→ **WHAT IS REQUIRED**
Look for "Hash" in each line of the records, and copy the lines that have it.

→ **SOURCE DATA**
//! Probation list and ledger operations against an in-memory database.

use chrono::NaiveDate;
use linkmind_core::errors::{LinkMindError, StorageError};
use linkmind_core::models::{LedgerEntry, ProbationRecord};
use linkmind_core::traits::{ICaseStore, IFinancialLedger, IProbationStore};
use linkmind_storage::queries::probation_ops;
use linkmind_storage::{to_storage_err, StorageEngine};

fn day(d: u32) -> NaiveDate {
    NaiveDate::from_ymd_opt(2026, 1, d).unwrap()
}

fn entry(link_id: &str, action: &str, value: f64) -> LedgerEntry {
    LedgerEntry {
        date: day(20),
        link_id: link_id.to_string(),
        action_taken: action.to_string(),
        recovered_value: value,
    }
}

#[test]
fn insert_then_get_roundtrip() {
    let engine = StorageEngine::open_in_memory().unwrap();
    let record = ProbationRecord::indict("LINK_A", "LICENSE,BW", day(1));

    assert!(engine.insert_if_absent(&record).unwrap());
    assert_eq!(engine.get("LINK_A").unwrap(), Some(record));
    assert_eq!(engine.get("LINK_B").unwrap(), None);
}

#[test]
fn insert_if_absent_keeps_existing_row() {
    let engine = StorageEngine::open_in_memory().unwrap();
    let first = ProbationRecord::indict("LINK_A", "BW", day(1));
    let second = ProbationRecord::indict("LINK_A", "ZOMBIE", day(5));

    assert!(engine.insert_if_absent(&first).unwrap());
    assert!(!engine.insert_if_absent(&second).unwrap());

    let stored = engine.get("LINK_A").unwrap().unwrap();
    assert_eq!(stored.start_date, day(1));
    assert_eq!(stored.offense_summary, "BW");
}

#[test]
fn update_increments_strikes_and_moves_last_seen_only() {
    let engine = StorageEngine::open_in_memory().unwrap();
    engine
        .insert_if_absent(&ProbationRecord::indict("LINK_A", "BW", day(1)))
        .unwrap();

    assert!(engine.update("LINK_A", day(3), 1).unwrap());
    assert!(engine.update("LINK_A", day(4), 2).unwrap());

    let stored = engine.get("LINK_A").unwrap().unwrap();
    assert_eq!(stored.strike_count, 4);
    assert_eq!(stored.start_date, day(1));
    assert_eq!(stored.last_seen_date, day(4));
}

#[test]
fn update_and_delete_of_missing_link_report_false() {
    let engine = StorageEngine::open_in_memory().unwrap();
    assert!(!engine.update("GHOST", day(1), 1).unwrap());
    assert!(!engine.delete("GHOST").unwrap());
}

#[test]
fn delete_removes_record() {
    let engine = StorageEngine::open_in_memory().unwrap();
    engine
        .insert_if_absent(&ProbationRecord::indict("LINK_A", "BW", day(1)))
        .unwrap();
    assert!(engine.delete("LINK_A").unwrap());
    assert_eq!(engine.get("LINK_A").unwrap(), None);
}

#[test]
fn corrupt_row_reads_as_absent_through_trait() {
    let engine = StorageEngine::open_in_memory().unwrap();
    engine
        .writer()
        .with_conn(|conn| {
            conn.execute(
                "INSERT INTO probation_list VALUES ('LINK_X', 'BW', 'last tuesday', '2026-01-02', 1)",
                [],
            )
            .map_err(|e| to_storage_err(e.to_string()))
        })
        .unwrap();

    assert_eq!(engine.get("LINK_X").unwrap(), None);

    // The raw query still reports the corruption.
    let err = engine
        .writer()
        .with_conn(|conn| probation_ops::get_probation(conn, "LINK_X"))
        .unwrap_err();
    assert!(matches!(
        err,
        LinkMindError::Storage(StorageError::CorruptRecord { .. })
    ));

    // And the key stays occupied until replaced.
    let fresh = ProbationRecord::indict("LINK_X", "ZOMBIE", day(9));
    assert!(!engine.insert_if_absent(&fresh).unwrap());
    engine.replace(&fresh).unwrap();
    assert_eq!(engine.get("LINK_X").unwrap(), Some(fresh));
}

#[test]
fn zero_strike_count_is_corrupt() {
    let engine = StorageEngine::open_in_memory().unwrap();
    engine
        .writer()
        .with_conn(|conn| {
            conn.execute(
                "INSERT INTO probation_list VALUES ('LINK_Z', 'BW', '2026-01-01', '2026-01-01', 0)",
                [],
            )
            .map_err(|e| to_storage_err(e.to_string()))
        })
        .unwrap();
    assert_eq!(engine.get("LINK_Z").unwrap(), None);
    assert!(engine.list_probation().unwrap().is_empty());
}

#[test]
fn list_probation_orders_by_start_date() {
    let engine = StorageEngine::open_in_memory().unwrap();
    engine
        .insert_if_absent(&ProbationRecord::indict("LINK_LATE", "BW", day(9)))
        .unwrap();
    engine
        .insert_if_absent(&ProbationRecord::indict("LINK_EARLY", "ZOMBIE", day(2)))
        .unwrap();

    let ids: Vec<String> = engine
        .list_probation()
        .unwrap()
        .into_iter()
        .map(|r| r.link_id)
        .collect();
    assert_eq!(ids, vec!["LINK_EARLY", "LINK_LATE"]);
}

#[test]
fn ledger_appends_and_totals() {
    let engine = StorageEngine::open_in_memory().unwrap();
    engine.append(&entry("LINK_A", "RICO_LICENSE", 4000.0)).unwrap();
    engine.append(&entry("LINK_A", "RICO_BW", 560.0)).unwrap();
    engine.append(&entry("LINK_B", "RICO_ZOMBIE", 50.0)).unwrap();

    let a = engine.ledger_for_link("LINK_A").unwrap();
    assert_eq!(a.len(), 2);
    assert_eq!(a[0].action_taken, "RICO_LICENSE");
    assert_eq!(a[1].recovered_value, 560.0);
    assert_eq!(engine.total_recovered().unwrap(), 4610.0);
    assert_eq!(engine.ledger_entry_count().unwrap(), 3);
}

#[test]
fn empty_ledger_totals_zero() {
    let engine = StorageEngine::open_in_memory().unwrap();
    assert_eq!(engine.total_recovered().unwrap(), 0.0);
    assert!(engine.ledger_for_link("LINK_A").unwrap().is_empty());
}

#[test]
fn close_case_books_ledger_and_releases_link() {
    let engine = StorageEngine::open_in_memory().unwrap();
    engine
        .insert_if_absent(&ProbationRecord::indict("LINK_A", "LICENSE,ZOMBIE", day(1)))
        .unwrap();

    engine
        .close_case(
            "LINK_A",
            &[
                entry("LINK_A", "RICO_LICENSE", 4000.0),
                entry("LINK_A", "RICO_ZOMBIE", 50.0),
            ],
        )
        .unwrap();

    assert_eq!(engine.get("LINK_A").unwrap(), None);
    assert_eq!(engine.ledger_for_link("LINK_A").unwrap().len(), 2);
}

#[test]
fn failed_close_case_leaves_probation_intact() {
    let engine = StorageEngine::open_in_memory().unwrap();
    let record = ProbationRecord::indict("LINK_A", "BW", day(1));
    engine.insert_if_absent(&record).unwrap();
    engine
        .writer()
        .with_conn(|conn| {
            conn.execute_batch("DROP TABLE financial_ledger")
                .map_err(|e| to_storage_err(e.to_string()))
        })
        .unwrap();

    let err = engine
        .close_case("LINK_A", &[entry("LINK_A", "RICO_BW", 560.0)])
        .unwrap_err();
    assert!(err.is_retryable());
    assert_eq!(engine.get("LINK_A").unwrap(), Some(record));
}

fn run_sql(engine: &StorageEngine, sql: &str) {
    engine
        .writer()
        .with_conn(|conn| {
            conn.execute_batch(sql)
                .map_err(|e| to_storage_err(e.to_string()))
        })
        .unwrap();
}

#[test]
fn wrong_storage_class_reads_as_absent() {
    let engine = StorageEngine::open_in_memory().unwrap();
    run_sql(
        &engine,
        "INSERT INTO probation_list VALUES ('LINK_T', 'BW', 20260204, '2026-02-04', 'abc');
         INSERT INTO probation_list VALUES ('LINK_R', 'BW', '2026-02-04', '2026-02-04', 2.5);
         INSERT INTO probation_list VALUES ('LINK_B', X'00FF', '2026-02-04', '2026-02-04', 1);",
    );

    for link_id in ["LINK_T", "LINK_R", "LINK_B"] {
        assert_eq!(engine.get(link_id).unwrap(), None, "{link_id}");
        let err = engine
            .writer()
            .with_conn(|conn| probation_ops::get_probation(conn, link_id))
            .unwrap_err();
        assert!(
            matches!(err, LinkMindError::Storage(StorageError::CorruptRecord { .. })),
            "{link_id}: {err}"
        );
    }
    assert!(engine.list_probation().unwrap().is_empty());

    let fresh = ProbationRecord::indict("LINK_T", "ZOMBIE", day(4));
    engine.replace(&fresh).unwrap();
    assert_eq!(engine.get("LINK_T").unwrap(), Some(fresh));
}

#[test]
fn close_case_failing_mid_batch_books_nothing() {
    let engine = StorageEngine::open_in_memory().unwrap();
    let record = ProbationRecord::indict("LINK_A", "LICENSE,BW,ZOMBIE", day(1));
    engine.insert_if_absent(&record).unwrap();
    run_sql(
        &engine,
        "CREATE TRIGGER reject_bw BEFORE INSERT ON financial_ledger
         WHEN NEW.action_taken = 'RICO_BW'
         BEGIN SELECT RAISE(ABORT, 'ledger rejected'); END;",
    );

    let entries = [
        entry("LINK_A", "RICO_LICENSE", 4000.0),
        entry("LINK_A", "RICO_BW", 560.0),
        entry("LINK_A", "RICO_ZOMBIE", 50.0),
    ];
    assert!(engine.close_case("LINK_A", &entries).is_err());
    assert_eq!(engine.ledger_entry_count().unwrap(), 0);
    assert_eq!(engine.get("LINK_A").unwrap(), Some(record));

    run_sql(&engine, "DROP TRIGGER reject_bw");
    engine.close_case("LINK_A", &entries).unwrap();
    assert_eq!(engine.ledger_entry_count().unwrap(), 3);
    assert_eq!(engine.total_recovered().unwrap(), 4610.0);
    assert_eq!(engine.get("LINK_A").unwrap(), None);
}
/// Field extraction failures inside a vendor adapter.
///
/// These never reach the audit pipeline: adapters fold them into the
/// field's default value.
#[derive(Debug, Clone, PartialEq, Eq, thiserror::Error)]
pub enum ExtractError {
    #[error("field {field} not present in telemetry")]
    Missing { field: &'static str },

    #[error("field {field} has unparseable value {raw:?}")]
    Unparseable { field: &'static str, raw: String },

    #[error("pattern for field {field} failed to compile")]
    BadPattern { field: &'static str },
}
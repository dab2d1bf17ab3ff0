use std::fmt;

use serde::{Deserialize, Serialize};

use crate::constants::UNKNOWN_LINK_ID;

/// Vendor tag detected from the telemetry signature.
#[derive(Debug, Clone, Copy, PartialEq, Eq, Hash, Serialize, Deserialize)]
#[serde(rename_all = "snake_case")]
#[non_exhaustive]
pub enum Vendor {
    Huawei,
}

impl Vendor {
    pub fn as_str(self) -> &'static str {
        match self {
            Self::Huawei => "Huawei",
        }
    }
}

impl fmt::Display for Vendor {
    fn fmt(&self, f: &mut fmt::Formatter<'_>) -> fmt::Result {
        f.write_str(self.as_str())
    }
}

/// Administrative state of a port.
#[derive(Debug, Clone, Copy, PartialEq, Eq, Hash, Default, Serialize, Deserialize)]
#[serde(rename_all = "SCREAMING_SNAKE_CASE")]
pub enum AdminStatus {
    Up,
    Down,
    #[default]
    Unknown,
}

impl AdminStatus {
    /// Parse a vendor status word. Anything other than UP/DOWN is `Unknown`.
    pub fn from_word(word: &str) -> Self {
        match word.trim().to_ascii_uppercase().as_str() {
            "UP" => Self::Up,
            "DOWN" => Self::Down,
            _ => Self::Unknown,
        }
    }

    pub fn as_str(self) -> &'static str {
        match self {
            Self::Up => "UP",
            Self::Down => "DOWN",
            Self::Unknown => "UNKNOWN",
        }
    }
}

impl fmt::Display for AdminStatus {
    fn fmt(&self, f: &mut fmt::Formatter<'_>) -> fmt::Result {
        f.write_str(self.as_str())
    }
}

/// Fields a vendor adapter extracts from raw telemetry.
///
/// Every field has a usable default; an adapter never fails to produce one.
#[derive(Debug, Clone, PartialEq, Serialize, Deserialize)]
pub struct RawFields {
    pub id: String,
    pub license_reserved_mbps: u32,
    pub throughput_mbps: f64,
    pub bandwidth_mhz: u32,
    pub admin_status: AdminStatus,
}

impl Default for RawFields {
    fn default() -> Self {
        Self {
            id: UNKNOWN_LINK_ID.to_string(),
            license_reserved_mbps: 0,
            throughput_mbps: 0.0,
            bandwidth_mhz: 0,
            admin_status: AdminStatus::Unknown,
        }
    }
}

/// A point-in-time observation of one network link.
#[derive(Debug, Clone, PartialEq, Serialize, Deserialize)]
pub struct LinkSnapshot {
    pub id: String,
    pub vendor: Vendor,
    pub bandwidth_mhz: u32,
    pub throughput_mbps: f64,
    pub license_reserved_mbps: u32,
    /// `floor(throughput_mbps * safety_margin)`.
    pub license_required_mbps: u32,
    pub admin_status: AdminStatus,
}

impl LinkSnapshot {
    /// Build a snapshot from extracted fields, deriving the required license
    /// capacity from measured throughput and the policy safety margin.
    pub fn from_raw(vendor: Vendor, raw: RawFields, safety_margin: f64) -> Self {
        let throughput = if raw.throughput_mbps.is_finite() && raw.throughput_mbps > 0.0 {
            raw.throughput_mbps
        } else {
            0.0
        };
        Self {
            id: raw.id,
            vendor,
            bandwidth_mhz: raw.bandwidth_mhz,
            throughput_mbps: throughput,
            license_reserved_mbps: raw.license_reserved_mbps,
            license_required_mbps: required_license_mbps(throughput, safety_margin),
            admin_status: raw.admin_status,
        }
    }
}

/// Required capacity rounded down. Saturates instead of wrapping on absurd input.
fn required_license_mbps(throughput_mbps: f64, safety_margin: f64) -> u32 {
    let required = (throughput_mbps * safety_margin).floor();
    if !required.is_finite() || required <= 0.0 {
        0
    } else if required >= f64::from(u32::MAX) {
        u32::MAX
    } else {
        required as u32
    }
}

→ **RESULT OF THIS TASK**
#[derive(Debug, Clone, Copy, PartialEq, Eq, Hash, Serialize, Deserialize)]
#[derive(Debug, Clone, Copy, PartialEq, Eq, Hash, Default, Serialize, Deserialize)]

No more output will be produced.